SAUNDERS: It's no good if we're environmentally sound but out of business, so it's very important that the hotel benefit on the bottom line. Let's go into the bathroom and I'll show you some of the changes we've made.
MOTYLEWSKI: In the bathrooms, wall mounted dispensers filled with luxury soap and shampoo have replaced the 2 million teeny plastic bottles the hotel used to throw away every year. Housekeepers use biodegradable cleaning solutions, and plastic shower caps are supplied only on request. As with the windows, Saunders says these measures are all cost-effective, but with Boston's water prices skyrocketing, the biggest savings in the bathroom will come from water conservation.
SAUNDERS: All of the showers have been switched over to low-flow shower heads, and there are 1100 bathrooms in the building. The original shower heads in this building were 7 gallons per minute and we've gone to a 3.5 gallon shower head.
MOTYLEWSKI: New bathroom fixtures and ice machines have saved about 17 percent of water use so far. But Saunders passed up the additional savings of a 1.6 gallon shower head, because guests didn't like them.
(Sound of shower water stopping and draining)
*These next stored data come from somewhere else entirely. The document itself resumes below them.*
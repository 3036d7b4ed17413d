// src/tasks/kinds/edit_summaries.rs
use crate::config::render_url;
use crate::error::{ParseError, TaskError};
use crate::tasks::extract::{elements_with, remove_elements, visible_text};
use crate::tasks::types::{TaskKind, TaskOutput};
use crate::tasks::{FetchTask, TaskContext};

/// Human-written summaries from the subject's recent edit history.
pub struct EditSummariesTask {
    pub title: String,
}

impl FetchTask for EditSummariesTask {
    fn kind(&self) -> TaskKind {
        TaskKind::EditSummaries
    }

    fn url(&self, ctx: &TaskContext) -> String {
        let limit = ctx.history_limit.to_string();
        render_url(
            &ctx.endpoints.edit_history,
            &[("title", self.title.as_str()), ("limit", limit.as_str())],
        )
    }

    fn parse(&self, body: &str, ctx: &TaskContext) -> Result<TaskOutput, TaskError> {
        let summaries = extract_summaries(body)?;
        Ok(TaskOutput::Snippets(ctx.phrases.find_snippets(&summaries.join("\n"))))
    }
}

/// Summary texts in page order, section markers (`autocomment`) removed.
pub fn extract_summaries(html: &str) -> Result<Vec<String>, ParseError> {
    if html.trim().is_empty() {
        return Err(ParseError::EmptyBody);
    }
    if !html.contains(r#"id="pagehistory""#) && !html.contains("mw-history") {
        return Err(ParseError::MissingElement("pagehistory"));
    }
    let out = elements_with(html, "span", r#"class="comment"#)
        .into_iter()
        .map(|inner| remove_elements(inner, "span", r#"class="autocomment""#))
        .map(|s| visible_text(&s).replace('\n', " "))
        .filter(|s| !s.is_empty())
        .collect();
    Ok(out)
}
MOTYLEWSKI: This same concern has kept Saunders from installing energy efficient light bulbs in guest rooms. Compact fluorescents use 75 percent less electricity than conventional bulbs, but Saunders says the quality of light they give wouldn't meet his guests' standards. However, the absence of this basic energy-saving equipment has led some customers to question the seriousness of the program. Despite these gaps, the green initiative at Boston Park Plaza is among the most ambitious in the industry. Jim Post, a professor at Boston University's business school, says there are good financial reasons to be so ambitious.
POST: Certainly in areas like water and energy costs, it's certainly reasonable to think in terms of 10, 20 percent savings in virtually any hotel property that hasn't been doing this. Spending in the area of solid waste, there it's possible through aggressive recycling programs to eliminate at least 50 percent of the solid waste removal costs.
MOTYLEWSKI: Post says hotel companies and other businesses need to think and invest long-term in order to get these savings, something Leland Lewis says they're not very good at doing. Lewis manages the environment program at the Intercontinental Hotel in New Orleans.
LEWIS: I think most companies are very bottom-line oriented and they're working on annual financial budgets that are just that, they're annual. And I think that's the most difficult hurdle that hotels and other businesses face with this environmental thing.
MOTYLEWSKI: But the industry as a whole is starting to move. Eleven major hotel chains recently signed an environmental charter, and they plan to use their strength to move other hotels towards higher environmental standards. Meanwhile, Tedd Saunders enjoys a comfortable marketing advantage over his would-be competitors. The program at Boston Park Plaza has brought in over a million dollars in bookings from environmentally-conscious groups, and lots of publicity. And Saunders is constantly coming up with new ideas. The hotel recently began sending its food waste to a local pig farmer. A scheme to recycle laundry water could nearly double his water savings in the next few years. And, Saunders says, he'll keep looking for the perfect fluourescent bulb. For Living on Earth, I'm Kim Motylewski in Boston.